StriderSPD generalizes across a wide spectrum of LLMs (Qwen3-8B, Llama-3B, Yi-9B, DeepSeek, LLM4Decompile), with the largest gains observed on Qwen3-8B (+32.8% accuracy, –38.3% FPR).

4. Evaluation, Benchmarking, and Ablation Studies

StriderSPD for EMG-Gait:

Performance metrics on healthy and pathological gait:

Modality	Sensitivity	Specificity	F₁ Score
LGW (healthy)	0.99	0.98	0.985
PD (after tuning)	0.96	0.94	0.95

These figures match or exceed state-of-the-art single-sensor IMU pipelines.

StriderSPD for Binary SPD:

Evaluation on a project- and domain-disjoint binary SPD benchmark, covering five projects and five GCC optimization levels, yields:

Model	Accuracy	F1	FPR
StriderSPD	0.854	0.885	0.293
Yi-9B-Chat	0.758	0.818	0.477

Ablation demonstrates the indispensability of each architectural element; omission of graph branch, adapters, gate, cross-attention, or two-stage training degrades accuracy, F1, or false positive rates by 18–30%.

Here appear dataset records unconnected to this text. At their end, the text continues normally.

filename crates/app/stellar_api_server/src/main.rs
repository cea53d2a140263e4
//! Stellar API server binary.

use std::time::Duration;

use clap::Parser;
use stellar_api::AppState;
use stellar_api::config::ApiConfig;
use stellar_core::auth::jwt::TokenService;
use stellar_core::auth::AuthError;
use stellar_core::db::{self, DEFAULT_MAX_CONNECTIONS};
use stellar_core::fields::FormFields;
use stellar_core::store::Stores;
use tracing::{debug, info, warn};

/// CLI arguments for the API server.
#[derive(Parser, Debug)]
#[command(name = "stellar_api_server", about = "Stellar REST API server")]
struct Args {
    /// Address to listen on.
    #[arg(long, env = "BIND_ADDR", default_value = "127.0.0.1:5000")]
    bind: String,

    /// PostgreSQL connection URL.
    #[arg(
        long,
        env = "DATABASE_URL",
        default_value = "postgres://localhost:5432/stellar"
    )]
    database_url: String,

    /// Maximum number of database connections in the pool.
    #[arg(long, default_value_t = DEFAULT_MAX_CONNECTIONS)]
    max_connections: u32,

    /// Keep all data in process memory instead of PostgreSQL.
    #[arg(long, default_value_t = false)]
    in_memory: bool,

    /// Access token lifetime in minutes.
    #[arg(long, env = "TOKEN_TTL_MINUTES")]
    token_ttl_minutes: Option<i64>,

    /// Seconds between sweeps of expired revocation entries.
    #[arg(long, default_value_t = 300)]
    revocation_gc_secs: u64,

    /// Create this admin account at startup if it does not exist yet.
    #[arg(long, env = "ADMIN_USERNAME", requires = "admin_password")]
    admin_username: Option<String>,

    #[arg(long, env = "ADMIN_PASSWORD")]
    admin_password: Option<String>,

    #[arg(long, env = "ADMIN_EMAIL")]
    admin_email: Option<String>,
}

#[tokio::main]
async fn main() -> Result<(), Box<dyn std::error::Error>> {
    dotenvy::dotenv().ok();

    tracing_subscriber::fmt()
        .with_writer(std::io::stderr)
        .with_env_filter(
            tracing_subscriber::EnvFilter::try_from_default_env()
                .unwrap_or_else(|_| "info,stellar_api=debug,stellar_core=debug".into()),
        )
        .init();

    let args = Args::parse();

    let mut config = ApiConfig::from_env();
    config.bind_addr = args.bind.clone();
    config.database_url = args.database_url.clone();
    if let Some(minutes) = args.token_ttl_minutes.filter(|m| *m > 0) {
        config.token_ttl_minutes = minutes;
    }

    info!(
        bind = %config.bind_addr,
        in_memory = args.in_memory,
        token_ttl_minutes = config.token_ttl_minutes,
        "starting stellar_api_server"
    );

    let stores = if args.in_memory {
        warn!("in-memory mode: all data is lost on exit");
        Stores::in_memory()
    } else {
        info!(max_connections = args.max_connections, "connecting to database");
        Stores::postgres(db::connect(&config.database_url, args.max_connections).await?)
    };

    let state = AppState::new(stores, config.clone());

    if let (Some(username), Some(password)) = (&args.admin_username, &args.admin_password) {
        bootstrap_admin(&state, username, password, args.admin_email.as_deref()).await?;
    }

    tokio::spawn(sweep_revocations(
        state.tokens.clone(),
        Duration::from_secs(args.revocation_gc_secs.max(1)),
    ));

    let app = stellar_api::router(state);
    let listener = tokio::net::TcpListener::bind(&config.bind_addr).await?;
    info!(addr = %listener.local_addr()?, "REST API listening");

    axum::serve(listener, app)
        .with_graceful_shutdown(async {
            let _ = tokio::signal::ctrl_c().await;
            info!("shutting down");
        })
        .await?;

    Ok(())
}

/// Register the configured admin unless the username is already taken.
async fn bootstrap_admin(
    state: &AppState,
    username: &str,
    password: &str,
    email: Option<&str>,
) -> Result<(), AuthError> {
    if state.accounts.find(username).await.is_ok() {
        debug!(user = username, "admin account already present");
        return Ok(());
    }
    let email = email
        .map(str::to_string)
        .unwrap_or_else(|| format!("{username}@localhost"));
    let form: FormFields = [
        ("username", username),
        ("password", password),
        ("email", email.as_str()),
        ("forename", username),
        ("surname", "Admin"),
    ]
    .into_iter()
    .map(|(k, v)| (k.to_string(), v.to_string()))
    .collect();
    state.accounts.register(&form, true).await?;
    info!(user = username, "bootstrap admin created");
    Ok(())
}

/// Periodically drop revocation entries whose tokens have expired anyway.
async fn sweep_revocations(tokens: TokenService, every: Duration) {
    let mut interval = tokio::time::interval(every);
    loop {
        interval.tick().await;
        match tokens.purge_revocations().await {
            Ok(0) => {}
            Ok(purged) => debug!(purged, "revocation sweep"),
            Err(e) => warn!("revocation sweep failed: {e}"),
        }
    }
}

5. Practical Applications and Adaptation to New Domains

StriderSPD (EMG): Enables cycle-level sEMG segmentation in naturalistic gait studies including ramps, stairs, and curves, with applicability to both healthy and Parkinson’s Disease populations. Easily transferable to new IMU sensors and EMG platforms via parameter re-tuning.

StriderSPD (Binary SPD): Facilitates robust security patch detection in closed-source binaries, overcoming deficits of prior approaches that focused solely on semantic or structural representations. Extensible to multiple LLM architectures and amenable to adaptive thresholding for diverse real-world compilation settings.

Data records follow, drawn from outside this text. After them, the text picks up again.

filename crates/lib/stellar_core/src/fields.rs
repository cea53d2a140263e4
//! Form field validation.
//!
//! Mutating endpoints take url-encoded form bodies. Presence is checked for
//! the whole required set first so a single error can name every missing
//! field; values are then parsed one by one.

use std::collections::HashMap;

use thiserror::Error;

use crate::models::body::{PlanetFields, PlanetStatus, StarFields};

/// Fields every star create/update must carry.
pub const STAR_FIELDS: [&str; 9] = [
    "name",
    "radius",
    "mass",
    "density",
    "surface_temperature",
    "distance",
    "spectral_classification",
    "apparent_magnitude",
    "absolute_magnitude",
];

/// Fields every planet create/update must carry.
pub const PLANET_FIELDS: [&str; 10] = [
    "name",
    "radius",
    "mass",
    "density",
    "surface_temperature",
    "apoapsis",
    "periapsis",
    "orbital_period",
    "status",
    "num_moons",
];

/// Fields required to register an account.
pub const ACCOUNT_FIELDS: [&str; 5] = ["username", "surname", "forename", "email", "password"];

#[derive(Debug, Clone, PartialEq, Eq, Error)]
pub enum FieldError {
    #[error("missing fields: {}", .0.join(", "))]
    Missing(Vec<String>),

    #[error("invalid value for field '{field}': {reason}")]
    Invalid { field: String, reason: String },
}

impl FieldError {
    fn invalid(field: &str, reason: impl Into<String>) -> Self {
        Self::Invalid {
            field: field.to_string(),
            reason: reason.into(),
        }
    }
}

/// A decoded form body.
#[derive(Debug, Clone, Default)]
pub struct FormFields(HashMap<String, String>);

impl FormFields {
    pub fn new(values: HashMap<String, String>) -> Self {
        Self(values)
    }

    /// Fails with every field in `required` that is absent or blank, in the
    /// order given.
    pub fn require(&self, required: &[&str]) -> Result<(), FieldError> {
        let missing: Vec<String> = required
            .iter()
            .filter(|name| self.get(name).is_none())
            .map(|name| name.to_string())
            .collect();
        if missing.is_empty() {
            Ok(())
        } else {
            Err(FieldError::Missing(missing))
        }
    }

    /// Trimmed, non-blank value of a field.
    pub fn get(&self, name: &str) -> Option<&str> {
        self.0
            .get(name)
            .map(|v| v.trim())
            .filter(|v| !v.is_empty())
    }

    pub fn text(&self, name: &str) -> Result<String, FieldError> {
        self.get(name)
            .map(str::to_string)
            .ok_or_else(|| FieldError::Missing(vec![name.to_string()]))
    }

    pub fn number(&self, name: &str) -> Result<f64, FieldError> {
        let raw = self.text(name)?;
        let value: f64 = raw
            .parse()
            .map_err(|_| FieldError::invalid(name, format!("'{raw}' is not a number")))?;
        if !value.is_finite() {
            return Err(FieldError::invalid(name, "must be finite"));
        }
        Ok(value)
    }

    pub fn count(&self, name: &str) -> Result<u32, FieldError> {
        let raw = self.text(name)?;
        raw.parse()
            .map_err(|_| FieldError::invalid(name, format!("'{raw}' is not a whole number")))
    }
}

impl FromIterator<(String, String)> for FormFields {
    fn from_iter<I: IntoIterator<Item = (String, String)>>(iter: I) -> Self {
        Self(iter.into_iter().collect())
    }
}

impl StarFields {
    pub fn from_form(form: &FormFields) -> Result<Self, FieldError> {
        form.require(&STAR_FIELDS)?;
        Ok(Self {
            name: form.text("name")?,
            radius: form.number("radius")?,
            mass: form.number("mass")?,
            density: form.number("density")?,
            surface_temperature: form.number("surface_temperature")?,
            distance: form.number("distance")?,
            spectral_classification: form.text("spectral_classification")?,
            apparent_magnitude: form.number("apparent_magnitude")?,
            absolute_magnitude: form.number("absolute_magnitude")?,
        })
    }
}

impl PlanetFields {
    /// Parses a planet form. Enforces `apoapsis >= periapsis >= 0`; any
    /// `eccentricity` in the form is ignored since it is always derived.
    pub fn from_form(form: &FormFields) -> Result<Self, FieldError> {
        form.require(&PLANET_FIELDS)?;

        let apoapsis = form.number("apoapsis")?;
        let periapsis = form.number("periapsis")?;
        if periapsis < 0.0 {
            return Err(FieldError::invalid("periapsis", "must not be negative"));
        }
        if apoapsis < periapsis {
            return Err(FieldError::invalid(
                "apoapsis",
                "must be greater than or equal to periapsis",
            ));
        }

        let raw_status = form.text("status")?;
        let status = PlanetStatus::parse(&raw_status).ok_or_else(|| {
            FieldError::invalid(
                "status",
                format!("'{raw_status}' is not one of confirmed, candidate, disproven"),
            )
        })?;

        Ok(Self {
            name: form.text("name")?,
            radius: form.number("radius")?,
            mass: form.number("mass")?,
            density: form.number("density")?,
            surface_temperature: form.number("surface_temperature")?,
            apoapsis,
            periapsis,
            orbital_period: form.number("orbital_period")?,
            status,
            num_moons: form.count("num_moons")?,
        })
    }
}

6. Contributions and Implications

Both instantiations of StriderSPD offer methodologically transparent frameworks that fuse structural and temporal features via adaptive signal processing (in gait) and architectural integration of modality-specific neural encoders (in binary SPD). The empirical improvements—higher sensitivity, specificity, and F1 in gait; notable advantages in accuracy and reduced false positive rates in patch detection—demonstrate paradigm robustness. The dual-stage optimization in patch detection suggests a general principle for balancing multi-branch neural architectures with disparate parameter sizes. A plausible implication is the utility of adapter-mediated multi-modal fusion for other heterogeneous representation tasks.

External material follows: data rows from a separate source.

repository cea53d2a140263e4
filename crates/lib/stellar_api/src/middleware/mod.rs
//! Request middleware.

pub mod auth;
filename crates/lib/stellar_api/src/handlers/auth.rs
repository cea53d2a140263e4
//! Registration, login and logout handlers.

use std::collections::HashMap;

use axum::extract::State;
use axum::extract::rejection::FormRejection;
use axum::http::header::AUTHORIZATION;
use axum::http::{HeaderMap, StatusCode};
use axum::{Extension, Form, Json};

use super::form_fields;
use crate::AppState;
use crate::error::{AppError, AppResult};
use crate::middleware::auth::AccessToken;
use crate::models::{MessageResponse, TokenResponse};
use crate::services::auth::parse_basic_credentials;

/// `POST /register`: create a regular account.
pub async fn register(
    State(state): State<AppState>,
    form: Result<Form<HashMap<String, String>>, FormRejection>,
) -> AppResult<(StatusCode, Json<MessageResponse>)> {
    state.accounts.register(&form_fields(form), false).await?;
    Ok((
        StatusCode::CREATED,
        Json(MessageResponse::new("account registration successful")),
    ))
}

/// `POST /register_admin`: create an admin account. Admin only.
pub async fn register_admin(
    State(state): State<AppState>,
    form: Result<Form<HashMap<String, String>>, FormRejection>,
) -> AppResult<(StatusCode, Json<MessageResponse>)> {
    state.accounts.register(&form_fields(form), true).await?;
    Ok((
        StatusCode::CREATED,
        Json(MessageResponse::new("admin account registration successful")),
    ))
}

/// `GET /login`: exchange HTTP Basic credentials for an access token.
pub async fn login(
    State(state): State<AppState>,
    headers: HeaderMap,
) -> AppResult<Json<TokenResponse>> {
    let (username, password) = headers
        .get(AUTHORIZATION)
        .and_then(|v| v.to_str().ok())
        .and_then(parse_basic_credentials)
        .ok_or_else(|| AppError::Unauthorized("authentication required".into()))?;
    let token = state.accounts.login(&username, &password).await?;
    Ok(Json(TokenResponse { token }))
}

/// `GET /logout`: revoke the token used for this request.
pub async fn logout(
    State(state): State<AppState>,
    Extension(AccessToken(token)): Extension<AccessToken>,
) -> AppResult<Json<MessageResponse>> {
    state.accounts.logout(&token).await?;
    Ok(Json(MessageResponse::new("logout successful")))
}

7. Common Misconceptions and Clarifications

• "StriderSPD" is not a single algorithm but a term adopted for two distinct methodologies in biomedical signal segmentation (Aguiar et al., 2023) and binary patch detection (Li et al., 9 Jan 2026).
• The EMG segmentation pipeline does not require complex machine learning or labeled gait data, relying instead on signal-processing and adaptive heuristics.
• The binary SPD framework does not depend on source code availability, nor does it solely rely on code semantics; instead, it combines assembly-level structural cues via GCN with high-level pseudo-code features via LLM.

In summary, StriderSPD denotes rigorously evaluated pipelines that advance state-of-the-art cycle-level segmentation in unconstrained gait EMG analysis, and binary security patch detection via structure-guided joint neural representation learning. Both approaches emphasize transparency, adaptability, and superior benchmark performance, making them highly relevant in their respective fields.